Permitir que Cristo reine en nuestros corazones, otorgarle el primado de nuestra existencia, de nuestro tiempo, de nuestro quehacer es la gran enseñanza que nos ha dejado el Papa emérito con su vida y sus innumerables escritos y reflexiones. Poner a Jesús en el centro de nuestras opciones personales y comunitarias, dejar que su luz ilumine nuestras almas y su gracia guíe nuestros pasos, hacer de su Palabra nuestro alimento para que nuestras manos no desfallezcan en el servicio a los hermanos ni nuestros pasos se desvíen de la recta senda, me atrevería a decir que ha sido el gran legado que Benedicto XVI ha regalado al mundo como don precioso.
Hoy, Joseph Ratzinger sigue diciendo a todos, con mansedumbre y convicción, que “quien deja entrar a Cristo no pierde nada, nada –absolutamente nada– de lo que hace la vida libre, bella y grande. ¡No! Sólo con esta amistad se abren las puertas de la vida. Sólo con esta amistad se abren realmente las grandes potencialidades de la condición humana. Sólo con esta amistad experimentamos lo que es bello y lo que nos libera” (Benedicto XVI, Homilía en el solemne inicio del ministerio petrino del Obispo de Roma. 24 de abril de 2005).
Ojalá estas palabras del Papa emérito permanezcan en el alma de cuantos están llamados a regir los destinos de nuestros pueblos. Ojalá aviven el entusiasmo de los hogares cristianos. Ojalá sean el aliento de cuantos han entregado su vida a nobles causas. Ojalá sirvan de acicate para cuantos se encuentran cansados y fatigados. Ojalá levanten el ánimo de los que pasan pruebas diversas, de los que se sienten olvidados, de quienes están tentados por el pesimismo o la desesperación.
Hoy, a todos, Benedicto XVI, el pastor de mirada serena, nos repite sin vacilar que Dios es el amor que jamás defrauda, Aquel que nunca pasa de moda, el sentido que inunda la vida de plenitud sin ocaso. Pues cuando no es Dios la brújula que orienta la vida del hombre, nuestros caprichos emergen como ídolos ante los que nos arrodillamos. Cuando Dios no descuella en nuestras vidas, otras son las pasiones que nos avasallan. Si Dios no alumbra nuestro camino, otros son los resplandores que nos ciegan. Si el Evangelio no es la melodía de nuestra existencia, efímeros son los cantos que la embaucan y fascinan, crueles las tendencias que la arrollan y ofuscan.

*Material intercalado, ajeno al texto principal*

//! keel CLI - build experiments from the schema and launch them on HPC systems
//!
//! The `keel` command lists and describes the types synthesized from the
//! experiment schema, turns JSON descriptions into experiment files, and
//! writes, runs or submits the batch script that trains on them.

mod commands;
mod config;

use clap::{Parser, Subcommand};
use colored::Colorize;
use std::path::PathBuf;
use std::process::ExitCode;
use tracing::Level;
use tracing_subscriber::FmtSubscriber;

use commands::types::{LaunchArgs, OptimizerArgs, ProfilingArgs, SchemaArgs};
use commands::{build, catalog, describe, launch, platform};
use keel_launcher::{LauncherConfig, Scheduler};

/// keel - schema-driven experiments for HPC trainers
#[derive(Parser, Debug)]
#[command(
    name = "keel",
    author,
    version,
    about = "keel - schema-driven experiments for HPC trainers",
    long_about = "keel builds training experiments from a Protobuf schema and launches them through Slurm, LSF or mpirun.\nTypes are synthesized at runtime from the built-in schema or a descriptor set."
)]
struct Args {
    /// Log level (trace, debug, info, warn, error)
    #[arg(short, long, global = true)]
    log_level: Option<String>,

    #[command(flatten)]
    schema: SchemaArgs,

    #[command(subcommand)]
    command: Command,
}

#[derive(Subcommand, Debug)]
enum Command {
    /// List the synthesized types
    ///
    /// Types are grouped by the container message they were generated from
    /// (Layer, Callback, Optimizer, ...).
    Types {
        /// Only list this family
        #[arg(long)]
        family: Option<String>,

        /// Output as JSON
        #[arg(long)]
        json: bool,
    },

    /// Show the fields, enums and base parameters of a type
    Describe {
        /// Type name (e.g. FullyConnected)
        name: String,

        /// Output as JSON
        #[arg(long)]
        json: bool,
    },

    /// Build an experiment file from a JSON description
    Build {
        /// JSON experiment description ("-" reads stdin)
        input: PathBuf,

        /// Output file (default: text format on stdout)
        #[arg(short, long)]
        output: Option<PathBuf>,

        /// Write the binary encoding instead of text format
        #[arg(long)]
        binary: bool,

        #[command(flatten)]
        optimizer: OptimizerArgs,

        #[command(flatten)]
        profiling: ProfilingArgs,
    },

    /// Build an experiment and write, run or submit its batch script
    ///
    /// The script is only written with --setup-only, run directly inside an
    /// existing allocation, and submitted to the scheduler otherwise.
    Launch(Box<LaunchArgs>),

    /// Show the known HPC systems and their tuning
    Platform {
        /// System to show (default: list all)
        system: Option<String>,

        /// Processes per node used for tuning
        #[arg(long)]
        procs_per_node: Option<u32>,

        /// Scheduler used for tuning (default: the system's)
        #[arg(long)]
        scheduler: Option<Scheduler>,

        /// Output as JSON
        #[arg(long)]
        json: bool,
    },
}

fn main() -> ExitCode {
    let args = Args::parse();
    let launcher_config = config::load_config();

    let configured_level = launcher_config.as_ref().ok().and_then(|c| c.log_level.as_deref());
    let level = match args.log_level.as_deref().or(configured_level).unwrap_or("info") {
        "trace" => Level::TRACE,
        "debug" => Level::DEBUG,
        "warn" => Level::WARN,
        "error" => Level::ERROR,
        _ => Level::INFO,
    };
    let subscriber = FmtSubscriber::builder()
        .with_max_level(level)
        .with_writer(std::io::stderr)
        .without_time()
        .with_target(false)
        .finish();
    if let Err(e) = tracing::subscriber::set_global_default(subscriber) {
        eprintln!("failed to install logger: {e}");
    }

    let result = launcher_config.map_err(anyhow::Error::from).and_then(|config| run(args, &config));
    match result {
        Ok(0) => ExitCode::SUCCESS,
        Ok(status) => ExitCode::from(u8::try_from(status).unwrap_or(1)),
        Err(e) => {
            eprintln!("{} {e:#}", "Error:".red().bold());
            ExitCode::FAILURE
        }
    }
}

fn run(args: Args, launcher_config: &LauncherConfig) -> anyhow::Result<i32> {
    if let Command::Platform { system, procs_per_node, scheduler, json } = &args.command {
        platform::execute(system.as_deref(), *procs_per_node, *scheduler, *json)?;
        return Ok(0);
    }

    let registry = commands::load_registry(&args.schema)?;
    match args.command {
        Command::Types { family, json } => catalog::execute(&registry, family.as_deref(), json)?,
        Command::Describe { name, json } => describe::execute(&registry, &name, json)?,
        Command::Build { input, output, binary, optimizer, profiling } => {
            build::execute(&registry, &input, output.as_deref(), binary, &optimizer, &profiling)?;
        }
        Command::Launch(launch_args) => return launch::execute(&registry, &launch_args, launcher_config),
        Command::Platform { .. } => {}
    }
    Ok(0)
}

Hoy, el Papa emérito nos recuerda que Dios es el amigo del hombre, Aquel que le otorga su auténtica dignidad y que ensancha su corazón. Y cuando esto no es así, cuando insensatamente expulsamos a Dios de nuestra mente y de nuestros juicios, acabamos arruinando nuestra humanidad. Si Dios no traza los planes de nuestra vida, caducos y triviales son los proyectos que hacemos. No lo olvidemos: los intentos y estrategias que llevan al hombre a apartarse de Dios, en vez de hacerlo más libre, en realidad lo atenazan reduciéndolo a pura mezquindad. Lo convierten en un tirano para sus semejantes y le impiden colaborar para la construcción de un mundo más fraterno y más solidario.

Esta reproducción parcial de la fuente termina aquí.